Pardon : je me montre à vous tel que je suis avec mes amis les plus près de mon âme, avec des amis qui partagent mes goûts et sourient à mes rêves, mais quand j’écris à un père occupé du bonheur de sa fille, n’est-ce pas comme si j’écrivais à un poëte enfantant une idée généreuse ?

Non, quel que soit l’avenir, quels que soient les événements, ne perdons point l’espérance : l’espérance est une vertu. Faisons tout pour être heureux noblement, et si nous échouons, nous n’aurons de reproches à faire qu’au bon Dieu. Ne vous effrayez pas de l’exaltation de mes idées. Songez que je viens d’éprouver un immense malheur, que je vois mon sort mis en question, et que je ne manque pas de sérénité. Peut-être eût-il mieux valu pour Mlle votre fille qu’elle se fût attachée à un homme adroit et souple, prompt à tendre la main à la fortune et à demander grâce aux événements, à l’un de ces hommes commodes qui ferment les yeux devant le danger pour ne pas être contraints de le combattre et se croient heureux en somme parce qu’ils sont obscurs. Cependant un tel homme l’eût-il aimée comme elle mérite de l’être ? Y a-t-il tendresse véritable sans énergie ? Je lui présente ces questions en tremblant, parce que je sais que je ne lui offre d’autre gage de bonheur qu’un indicible désir de la rendre heureuse. Si l’enthousiasme de mon affection l’épouvante, c’est qu’il ne lui sera pas difficile de m’oublier. Je ne force personne à m’aimer ; mais quand on m’aime, je reçois un peu d’amour avec une inexprimable reconnaissance. Ces réflexions n’ont rien d’affligeant pour elle ; je me verrais effacé de son souvenir, qu’elle ne serait ni moins pure, ni moins généreuse à mes yeux. Je croirais seulement qu’elle a trouvé un plus digne, et je m’avoue à moi-même que ce n’est pas difficile. — Néanmoins je crois fermement à sa constance, parce que je veux croire au bonheur.

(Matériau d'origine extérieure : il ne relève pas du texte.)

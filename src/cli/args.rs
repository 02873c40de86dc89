use std::path::PathBuf;

use clap::{Parser, Subcommand};

use tfcheck::output::OutputFormat;

#[derive(Parser, Debug)]
#[command(author, version, about)]
pub struct Cli {
    #[command(subcommand)]
    pub command: Command,
}

#[derive(Subcommand, Debug)]
pub enum Command {
    /// Run init, validate, apply + idempotency check and destroy for each case
    Run(RunArgs),
    /// Print the default retryable error patterns
    Defaults,
}

#[derive(clap::Args, Debug)]
pub struct RunArgs {
    /// Configuration directories, one case each
    #[arg(value_name = "DIR")]
    pub dirs: Vec<PathBuf>,

    /// JSON suite file listing cases
    #[arg(long, conflicts_with = "dirs")]
    pub suite: Option<PathBuf>,

    #[arg(long, env = "TFCHECK_BINARY")]
    pub binary: Option<String>,

    /// Keep colored terraform output
    #[arg(long)]
    pub color: bool,

    #[arg(long, env = "TFCHECK_MAX_RETRIES")]
    pub max_retries: Option<u32>,

    #[arg(long, env = "TFCHECK_RETRY_DELAY_SECS")]
    pub retry_delay_secs: Option<u64>,

    /// Do not merge the default retryable error table
    #[arg(long)]
    pub no_default_retries: bool,

    /// Input variable passed to every case, as NAME=VALUE
    #[arg(long = "var", value_name = "NAME=VALUE", value_parser = parse_var)]
    pub vars: Vec<(String, String)>,

    /// Share a provider plugin cache between cases, in the user cache dir
    #[arg(long)]
    pub plugin_cache: bool,

    /// Share a provider plugin cache between cases, in DIR
    #[arg(long, value_name = "DIR", env = "TFCHECK_PLUGIN_CACHE_DIR")]
    pub plugin_cache_dir: Option<PathBuf>,

    #[arg(long, value_enum, default_value_t = OutputFormat::Table)]
    pub format: OutputFormat,
}

fn parse_var(raw: &str) -> Result<(String, String), String> {
    match raw.split_once('=') {
        Some((name, value)) if !name.is_empty() => Ok((name.to_string(), value.to_string())),
        _ => Err(format!("expected NAME=VALUE, got '{raw}'")),
    }
}

#[cfg(test)]
mod tests {
    use super::*;
    use clap::Parser;
    use serial_test::serial;

    fn run_args(argv: &[&str]) -> RunArgs {
        let cli = Cli::parse_from(argv);
        match cli.command {
            Command::Run(args) => args,
            other => panic!("Expected Run command, got {:?}", other),
        }
    }

    #[test]
    #[serial]
    fn test_run_dirs_and_defaults() {
        let args = run_args(&["tfcheck", "run", "demos/default", "demos/diff-rg"]);

        assert_eq!(
            args.dirs,
            vec![PathBuf::from("demos/default"), PathBuf::from("demos/diff-rg")]
        );
        assert!(!args.color);
        assert!(!args.no_default_retries);
        assert_eq!(args.format, OutputFormat::Table);
    }

    #[test]
    fn test_run_vars() {
        let args = run_args(&[
            "tfcheck",
            "run",
            "demos/diff-rg",
            "--var",
            "location=westeurope",
            "--var=suffix=a=b",
        ]);

        assert_eq!(
            args.vars,
            vec![
                ("location".to_string(), "westeurope".to_string()),
                ("suffix".to_string(), "a=b".to_string())
            ]
        );
    }

    #[test]
    fn test_run_var_without_equals_rejected() {
        let result = Cli::try_parse_from(["tfcheck", "run", "--var", "location"]);
        assert!(result.is_err());
    }

    #[test]
    fn test_suite_conflicts_with_dirs() {
        let result = Cli::try_parse_from(["tfcheck", "run", "demos/default", "--suite", "s.json"]);
        assert!(result.is_err());
    }

    #[test]
    fn test_format_json() {
        let args = run_args(&["tfcheck", "run", "--suite", "s.json", "--format", "json"]);
        assert_eq!(args.format, OutputFormat::Json);
        assert_eq!(args.suite, Some(PathBuf::from("s.json")));
    }

    #[test]
    fn test_defaults_command() {
        let cli = Cli::parse_from(["tfcheck", "defaults"]);
        assert!(matches!(cli.command, Command::Defaults));
    }

    #[test]
    #[serial]
    fn test_binary_from_env_var_fallback() {
        let backup = std::env::var("TFCHECK_BINARY").ok();

        unsafe {
            std::env::set_var("TFCHECK_BINARY", "tofu");
        }

        let args = run_args(&["tfcheck", "run", "demos/default"]);

        unsafe {
            match backup {
                Some(binary) => std::env::set_var("TFCHECK_BINARY", binary),
                None => std::env::remove_var("TFCHECK_BINARY"),
            }
        }

        assert_eq!(args.binary, Some("tofu".to_string()));
    }

    #[test]
    #[serial]
    fn test_binary_flag_takes_precedence_over_env() {
        let backup = std::env::var("TFCHECK_BINARY").ok();

        unsafe {
            std::env::set_var("TFCHECK_BINARY", "tofu");
        }

        let args = run_args(&["tfcheck", "run", "--binary=terraform", "demos/default"]);

        unsafe {
            match backup {
                Some(binary) => std::env::set_var("TFCHECK_BINARY", binary),
                None => std::env::remove_var("TFCHECK_BINARY"),
            }
        }

        assert_eq!(args.binary, Some("terraform".to_string()));
    }

    #[test]
    #[serial]
    fn test_max_retries_from_env() {
        let backup = std::env::var("TFCHECK_MAX_RETRIES").ok();

        unsafe {
            std::env::set_var("TFCHECK_MAX_RETRIES", "7");
        }

        let args = run_args(&["tfcheck", "run", "demos/default"]);

        unsafe {
            match backup {
                Some(value) => std::env::set_var("TFCHECK_MAX_RETRIES", value),
                None => std::env::remove_var("TFCHECK_MAX_RETRIES"),
            }
        }

        assert_eq!(args.max_retries, Some(7));
    }
}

Je serai de retour dans huit ou dix jours. Mon père doit venir à Paris vers la mi-août. Vient-il en ami ou en ennemi ? Qu’il vienne toujours, nous l’attendons les bras ouverts, car il sera pour nous un père, tant qu’il voudra l’être. J’ai eu quelques jours avant mon départ une vision de mauvais augure. Une femme dont le nom ne souillera pas ma plume, la demi-sœur de mon malheureux père, la femme des scellés de 1814, s’est rencontrée sur mon passage. Ce mauvais génie de la vie de ma noble mère et de notre enfance a osé me parler, et ce qui m’étonne, c’est que j’ai entendu sa voix, sans que tout mon sang ait jailli de mes veines. Est-il bien vrai que je sois encore mineur ? — Pardon encore, monsieur, de tous mes amis, vous êtes le seul avec lequel je puisse m’épancher ainsi.

Cette lettre se ressent beaucoup du désordre de mes idées. Comme je vous informe de tout ce qui m’arrive de bien et de mal, je dois vous parler d’un honneur qui m’a été donné ces jours derniers, honneur qui n’est peut-être pas indiffèrent pour mon avenir. Les journaux ont pu vous apprendre que j’ai été choisi pour remettre à M. de Chateaubriand ses lettres de maître ès-Jeux Floraux. Il y avait pourtant à Paris cinq autres académiciens plus dignes que moi, dont un est son collègue à la Chambre des Pairs. N’importe, j’ai dû représenter, tout indigne que j’en suis, l’une des premières académies de l’Europe devant le premier écrivain du siècle. Mon insuffisance n’en ressortait que mieux. Ce qui me cause une joie véritable, c’est que d’après la hiérarchie académique, c’est Chateaubriand qui sera chargé de mon oraison funèbre. Je vous parle de tout cela comme un enfant égayé par un jouet. J’ai été heureux de cet incident, parce qu’il établit un nouveau rapport entre Chateaubriand et moi. Adieu, monsieur, comptez sur mon exactitude à vous instruire de tout. Les changements politiques ont remis le doute de ce côté dans mon avenir ; mais ce qui est certain, c’est que je travaille, et comme disait La Fontaine : c’est le fonds qui manque le moins.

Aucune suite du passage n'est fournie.